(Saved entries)
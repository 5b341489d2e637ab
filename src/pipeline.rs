//! The train-or-load forecasting pipeline exposed to the presentation
//! layer: series extraction, cache lookup, training on a miss, and the
//! autoregressive forecast itself

use crate::data::{ensure_recent_activity, MonthlySeries, SeriesExtractor, YearMonth};
use crate::error::{ForecastError, Result};
use crate::forecast::{forecast, ForecastResult};
use crate::key::EntityKey;
use crate::preprocess::prepare;
use crate::store::{CacheLookup, ModelArtifact, ModelStore};
use crate::train::{train, TrainingConfig};
use chrono::Utc;
use log::{info, warn};
use polars::prelude::DataFrame;

/// Pipeline parameters; training hyperparameters are nested
#[derive(Debug, Clone)]
pub struct PipelineConfig {
    /// Window length of past months used to predict the next one
    pub time_steps: usize,
    /// How many trailing months must show activity before training
    pub recent_window: usize,
    pub training: TrainingConfig,
}

impl Default for PipelineConfig {
    fn default() -> Self {
        Self {
            time_steps: 12,
            recent_window: 6,
            training: TrainingConfig::default(),
        }
    }
}

impl PipelineConfig {
    pub fn validate(&self) -> Result<()> {
        if self.time_steps == 0 {
            return Err(ForecastError::InvalidParameter(
                "time_steps must be positive".to_string(),
            ));
        }
        if self.recent_window == 0 {
            return Err(ForecastError::InvalidParameter(
                "recent_window must be positive".to_string(),
            ));
        }
        self.training.validate()
    }
}

/// Where the model used for a forecast came from
#[derive(Debug, Clone, Copy, PartialEq, Eq)]
pub enum ModelSource {
    /// Loaded from the on-disk cache
    Cache,
    /// Trained during this call (the slow path; callers should show
    /// progress for it)
    Trained,
}

/// A forecast plus enough context for the caller to render it
#[derive(Debug, Clone)]
pub struct ForecastOutcome {
    pub result: ForecastResult,
    pub source: ModelSource,
    /// Last observed month of the series the forecast continues from
    pub last_observed: YearMonth,
}

/// End-to-end forecasting over wide tables with a persistent model cache.
///
/// Each call is synchronous and independent; a failure for one entity key
/// never touches another entity's cached artifacts.
#[derive(Debug)]
pub struct ForecastPipeline {
    extractor: SeriesExtractor,
    store: ModelStore,
    config: PipelineConfig,
}

impl ForecastPipeline {
    /// Pipeline with default extraction schema and parameters
    pub fn new(store: ModelStore) -> Self {
        Self {
            extractor: SeriesExtractor::new(),
            store,
            config: PipelineConfig::default(),
        }
    }

    pub fn with_config(store: ModelStore, config: PipelineConfig) -> Result<Self> {
        config.validate()?;
        Ok(Self {
            extractor: SeriesExtractor::new(),
            store,
            config,
        })
    }

    pub fn with_extractor(mut self, extractor: SeriesExtractor) -> Self {
        self.extractor = extractor;
        self
    }

    pub fn config(&self) -> &PipelineConfig {
        &self.config
    }

    /// Forecast `horizon_months` ahead for one entity key.
    ///
    /// Extracts and validates the series, reuses the cached model when it
    /// is present and fresh, otherwise trains under the per-key lock and
    /// persists the new artifacts exactly once before forecasting.
    pub fn run(
        &self,
        table: &DataFrame,
        key: &EntityKey,
        horizon_months: usize,
    ) -> Result<ForecastOutcome> {
        let series = self.extractor.extract(table, key)?;
        ensure_recent_activity(&series, self.config.recent_window)?;
        let last_observed = series.last_month().ok_or_else(|| {
            ForecastError::SeriesUnavailable(format!("{} has an empty series", key))
        })?;

        let (artifact, scaler, source) = match self.store.lookup(key, last_observed)? {
            CacheLookup::Hit(artifact, scaler) if artifact.time_steps == self.config.time_steps => {
                (*artifact, scaler, ModelSource::Cache)
            }
            CacheLookup::Hit(artifact, _) => {
                warn!(
                    "cached model for {} uses {} time steps, expected {}; retraining",
                    key, artifact.time_steps, self.config.time_steps
                );
                self.train_and_save(key, &series, last_observed)?
            }
            CacheLookup::Miss | CacheLookup::Stale(_) => {
                self.train_and_save(key, &series, last_observed)?
            }
        };

        let result = forecast(
            &artifact.network,
            &series,
            horizon_months,
            &scaler,
            artifact.time_steps,
        )?;

        Ok(ForecastOutcome {
            result,
            source,
            last_observed,
        })
    }

    fn train_and_save(
        &self,
        key: &EntityKey,
        series: &MonthlySeries,
        last_observed: YearMonth,
    ) -> Result<(ModelArtifact, crate::preprocess::MinMaxScaler, ModelSource)> {
        let _lock = self.store.lock(key)?;

        // A competing request may have finished training while we waited.
        if let CacheLookup::Hit(artifact, scaler) = self.store.lookup(key, last_observed)? {
            if artifact.time_steps == self.config.time_steps {
                return Ok((*artifact, scaler, ModelSource::Cache));
            }
        }

        info!("training new model for {} (this can take a while)", key);
        let (data, scaler) = prepare(series, self.config.time_steps)?;
        let report = train(&data, &self.config.training)?;
        let artifact = ModelArtifact {
            network: report.network,
            time_steps: self.config.time_steps,
            last_observed,
            trained_at: Utc::now(),
            final_loss: report.final_loss,
            epochs_run: report.epochs_run,
        };
        self.store.save(key, &artifact, &scaler)?;
        Ok((artifact, scaler, ModelSource::Trained))
    }
}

• **Your objective**:
Going through the entries above, show each line that contains "ForecastResult".

• **Your response**:
use crate::forecast::{forecast, ForecastResult};
    pub result: ForecastResult,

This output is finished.